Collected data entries

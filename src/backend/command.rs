// Command buffers
//
// One primary command buffer per swap image, plus short-lived single-use
// buffers for transfers. State is tracked on the CPU side so illegal
// transitions are caught before they reach the driver.

use ash::vk;
use std::sync::Arc;

use super::gpu::{GpuDevice, QueueRole, Submission};
use crate::error::{Error, Result};

#[derive(Debug, Clone, Copy, PartialEq, Eq)]
pub enum CommandBufferState {
    Ready,
    Recording,
    InRenderPass,
    RecordingEnded,
    Submitted,
    NotAllocated,
}

#[derive(Debug, Clone, Copy, Default)]
pub struct BeginFlags {
    pub single_use: bool,
    pub renderpass_continue: bool,
    pub simultaneous_use: bool,
}

impl BeginFlags {
    fn usage(self) -> vk::CommandBufferUsageFlags {
        let mut flags = vk::CommandBufferUsageFlags::empty();
        if self.single_use {
            flags |= vk::CommandBufferUsageFlags::ONE_TIME_SUBMIT;
        }
        if self.renderpass_continue {
            flags |= vk::CommandBufferUsageFlags::RENDER_PASS_CONTINUE;
        }
        if self.simultaneous_use {
            flags |= vk::CommandBufferUsageFlags::SIMULTANEOUS_USE;
        }
        flags
    }
}

pub struct CommandBuffer<D: GpuDevice> {
    device: Arc<D>,
    handle: vk::CommandBuffer,
    state: CommandBufferState,
}

impl<D: GpuDevice> CommandBuffer<D> {
    pub fn allocate(device: Arc<D>, primary: bool) -> Result<Self> {
        let handle = device.allocate_command_buffer(primary)?;
        Ok(Self {
            device,
            handle,
            state: CommandBufferState::Ready,
        })
    }

    pub fn handle(&self) -> vk::CommandBuffer {
        self.handle
    }

    pub fn state(&self) -> CommandBufferState {
        self.state
    }

    pub fn is_recording(&self) -> bool {
        matches!(
            self.state,
            CommandBufferState::Recording | CommandBufferState::InRenderPass
        )
    }

    fn require(&self, allowed: &[CommandBufferState], op: &str) -> Result<()> {
        if allowed.contains(&self.state) {
            Ok(())
        } else {
            Err(Error::InvalidState(format!(
                "command buffer cannot {} while {:?}",
                op, self.state
            )))
        }
    }

    pub fn begin(&mut self, flags: BeginFlags) -> Result<()> {
        self.require(&[CommandBufferState::Ready], "begin")?;
        self.device.begin_command_buffer(self.handle, flags.usage())?;
        self.state = CommandBufferState::Recording;
        Ok(())
    }

    pub fn end(&mut self) -> Result<()> {
        self.require(&[CommandBufferState::Recording], "end")?;
        self.device.end_command_buffer(self.handle)?;
        self.state = CommandBufferState::RecordingEnded;
        Ok(())
    }

    pub fn mark_submitted(&mut self) -> Result<()> {
        self.require(&[CommandBufferState::RecordingEnded], "be submitted")?;
        self.state = CommandBufferState::Submitted;
        Ok(())
    }

    /// Returns the buffer to `Ready`. The caller guarantees the GPU is done with it.
    pub fn reset(&mut self) -> Result<()> {
        self.require(
            &[
                CommandBufferState::Ready,
                CommandBufferState::Recording,
                CommandBufferState::RecordingEnded,
                CommandBufferState::Submitted,
            ],
            "reset",
        )?;
        self.device.reset_command_buffer(self.handle)?;
        self.state = CommandBufferState::Ready;
        Ok(())
    }

    pub fn begin_render_pass(
        &mut self,
        pass: vk::RenderPass,
        framebuffer: vk::Framebuffer,
        area: vk::Rect2D,
        clear_values: &[vk::ClearValue],
    ) -> Result<()> {
        self.require(&[CommandBufferState::Recording], "begin a render pass")?;
        self.device
            .cmd_begin_render_pass(self.handle, pass, framebuffer, area, clear_values);
        self.state = CommandBufferState::InRenderPass;
        Ok(())
    }

    pub fn end_render_pass(&mut self) -> Result<()> {
        self.require(&[CommandBufferState::InRenderPass], "end a render pass")?;
        self.device.cmd_end_render_pass(self.handle);
        self.state = CommandBufferState::Recording;
        Ok(())
    }

    /// Allocates a primary buffer and begins it for one submission.
    pub fn allocate_and_begin_single_use(device: Arc<D>) -> Result<Self> {
        let mut cmd = Self::allocate(device, true)?;
        cmd.begin(BeginFlags {
            single_use: true,
            ..Default::default()
        })?;
        Ok(cmd)
    }

    /// Ends, submits and waits for the queue to go idle, then frees the buffer.
    pub fn end_single_use(mut self, queue: QueueRole) -> Result<()> {
        self.end()?;
        self.device.queue_submit(
            queue,
            &Submission {
                command_buffer: self.handle,
                wait: None,
                signal: None,
                fence: None,
            },
        )?;
        self.mark_submitted()?;
        self.device.queue_wait_idle(queue)?;
        self.state = CommandBufferState::Ready;
        Ok(())
    }
}

impl<D: GpuDevice> Drop for CommandBuffer<D> {
    fn drop(&mut self) {
        if self.state != CommandBufferState::NotAllocated {
            self.device.free_command_buffer(self.handle);
            self.state = CommandBufferState::NotAllocated;
        }
    }
}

### WORK INSTRUCTIONS
Please output the entries above, every line exactly as it reads.

### EXERCISE RESULT
filename src/backend/command.rs
// Command buffers
//
// One primary command buffer per swap image, plus short-lived single-use
// buffers for transfers. State is tracked on the CPU side so illegal
// transitions are caught before they reach the driver.

use ash::vk;
use std::sync::Arc;

use super::gpu::{GpuDevice, QueueRole, Submission};
use crate::error::{Error, Result};

#[derive(Debug, Clone, Copy, PartialEq, Eq)]
pub enum CommandBufferState {
    Ready,
    Recording,
    InRenderPass,
    RecordingEnded,
    Submitted,
    NotAllocated,
}

#[derive(Debug, Clone, Copy, Default)]
pub struct BeginFlags {
    pub single_use: bool,
    pub renderpass_continue: bool,
    pub simultaneous_use: bool,
}

impl BeginFlags {
    fn usage(self) -> vk::CommandBufferUsageFlags {
        let mut flags = vk::CommandBufferUsageFlags::empty();
        if self.single_use {
            flags |= vk::CommandBufferUsageFlags::ONE_TIME_SUBMIT;
        }
        if self.renderpass_continue {
            flags |= vk::CommandBufferUsageFlags::RENDER_PASS_CONTINUE;
        }
        if self.simultaneous_use {
            flags |= vk::CommandBufferUsageFlags::SIMULTANEOUS_USE;
        }
        flags
    }
}

pub struct CommandBuffer<D: GpuDevice> {
    device: Arc<D>,
    handle: vk::CommandBuffer,
    state: CommandBufferState,
}

impl<D: GpuDevice> CommandBuffer<D> {
    pub fn allocate(device: Arc<D>, primary: bool) -> Result<Self> {
        let handle = device.allocate_command_buffer(primary)?;
        Ok(Self {
            device,
            handle,
            state: CommandBufferState::Ready,
        })
    }

    pub fn handle(&self) -> vk::CommandBuffer {
        self.handle
    }

    pub fn state(&self) -> CommandBufferState {
        self.state
    }

    pub fn is_recording(&self) -> bool {
        matches!(
            self.state,
            CommandBufferState::Recording | CommandBufferState::InRenderPass
        )
    }

    fn require(&self, allowed: &[CommandBufferState], op: &str) -> Result<()> {
        if allowed.contains(&self.state) {
            Ok(())
        } else {
            Err(Error::InvalidState(format!(
                "command buffer cannot {} while {:?}",
                op, self.state
            )))
        }
    }

    pub fn begin(&mut self, flags: BeginFlags) -> Result<()> {
        self.require(&[CommandBufferState::Ready], "begin")?;
        self.device.begin_command_buffer(self.handle, flags.usage())?;
        self.state = CommandBufferState::Recording;
        Ok(())
    }

    pub fn end(&mut self) -> Result<()> {
        self.require(&[CommandBufferState::Recording], "end")?;
        self.device.end_command_buffer(self.handle)?;
        self.state = CommandBufferState::RecordingEnded;
        Ok(())
    }

    pub fn mark_submitted(&mut self) -> Result<()> {
        self.require(&[CommandBufferState::RecordingEnded], "be submitted")?;
        self.state = CommandBufferState::Submitted;
        Ok(())
    }

    /// Returns the buffer to `Ready`. The caller guarantees the GPU is done with it.
    pub fn reset(&mut self) -> Result<()> {
        self.require(
            &[
                CommandBufferState::Ready,
                CommandBufferState::Recording,
                CommandBufferState::RecordingEnded,
                CommandBufferState::Submitted,
            ],
            "reset",
        )?;
        self.device.reset_command_buffer(self.handle)?;
        self.state = CommandBufferState::Ready;
        Ok(())
    }

    pub fn begin_render_pass(
        &mut self,
        pass: vk::RenderPass,
        framebuffer: vk::Framebuffer,
        area: vk::Rect2D,
        clear_values: &[vk::ClearValue],
    ) -> Result<()> {
        self.require(&[CommandBufferState::Recording], "begin a render pass")?;
        self.device
            .cmd_begin_render_pass(self.handle, pass, framebuffer, area, clear_values);
        self.state = CommandBufferState::InRenderPass;
        Ok(())
    }

    pub fn end_render_pass(&mut self) -> Result<()> {
        self.require(&[CommandBufferState::InRenderPass], "end a render pass")?;
        self.device.cmd_end_render_pass(self.handle);
        self.state = CommandBufferState::Recording;
        Ok(())
    }

    /// Allocates a primary buffer and begins it for one submission.
    pub fn allocate_and_begin_single_use(device: Arc<D>) -> Result<Self> {
        let mut cmd = Self::allocate(device, true)?;
        cmd.begin(BeginFlags {
            single_use: true,
            ..Default::default()
        })?;
        Ok(cmd)
    }

    /// Ends, submits and waits for the queue to go idle, then frees the buffer.
    pub fn end_single_use(mut self, queue: QueueRole) -> Result<()> {
        self.end()?;
        self.device.queue_submit(
            queue,
            &Submission {
                command_buffer: self.handle,
                wait: None,
                signal: None,
                fence: None,
            },
        )?;
        self.mark_submitted()?;
        self.device.queue_wait_idle(queue)?;
        self.state = CommandBufferState::Ready;
        Ok(())
    }
}

impl<D: GpuDevice> Drop for CommandBuffer<D> {
    fn drop(&mut self) {
        if self.state != CommandBufferState::NotAllocated {
            self.device.free_command_buffer(self.handle);
            self.state = CommandBufferState::NotAllocated;
        }
    }
}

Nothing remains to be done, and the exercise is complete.